Avvio di gara equilibrato: ai canestri di Lavrinovic e Kaukenas hanno risposto Ragland e Cervi per il 4 a 4, poi, sul punteggio di 6 a 6, i reggiani hanno provato a prendere in mano le redini della partita, piazzando un mini break di 5 a o. Poi, grazie a percentuali migliori al tiro e a un migliore atteggiamento in fase difensiva, Reggio Emilia è riuscita a portarsi sul + 7 (20 a 13), vantaggio che ha difeso fino alla fine del primo periodo, chiuso sul 24 a 17.

I ragazzi di Menetti hanno approcciato con la stessa energia anche il secondo periodo,  in avvio del quale hanno toccato la doppia cifra di vantaggio (29 a 17). La tripla di Leunen ha rappresentato una boccata di ossigeno importante per Avellino che, ritrovata l’energia e la presenza di Buva sotto le plance, ha risalito la china, portandosi sul – 5 (33 a 28). Reggio Emilia ha nuovamente allungato con una tripla di Polonara e un canestro di Della Valle, senza però intimorire i lupi irpini, che sono nuovamente risaliti fino al – 4 (40 a 36), prima che Lavrinovic mandasse le due squadre all’intervallo lungo sul 42 a 36..

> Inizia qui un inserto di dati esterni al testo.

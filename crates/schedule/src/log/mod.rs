//! Append-only, line-oriented schedule log: the durable source of truth.
//!
//! Every lifecycle event (`SCHEDULED`, `STARTED`, `MEASURED`,
//! `TRANSMITTED`) is one human-readable line. The log is never edited in
//! place and never truncated; all live state is recomputed from it.

mod store;


pub use self::store::ScheduleLog;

Alla ripresa del gioco, un Kaukenas particolarmente ispirato ha tenuto avanti la sua squadra, che ha poi allungato (50 a 42) con una bomba di Aradori. L’ottimo utilizzo del pick’n roll, in particolare con Buva le giocare di Ragland hanno creato qualche grattacapo alla difesa di Reggio Emilia, che però, grazie ad alcune gestioni scellerate di Avellino, è riuscita a presentarsi al via dell’ultimo periodo con un vantaggio di 6 punti, sul 61 a 55, che i ragazzi di Menetti hanno incrementato, portandosi sul +  11 (66 a 57), grazie ad alcune giocate di Della Valle, ritrovato dopo alcune prestazioni deludenti. Ma decisivi. nel finale, sono stati Kaukenas e Aradori, i quali, con due canestri di ottima fattura, hanno permesso a Reggio Emilia di chiudere i conti e di staccare così il biglietto per la finale.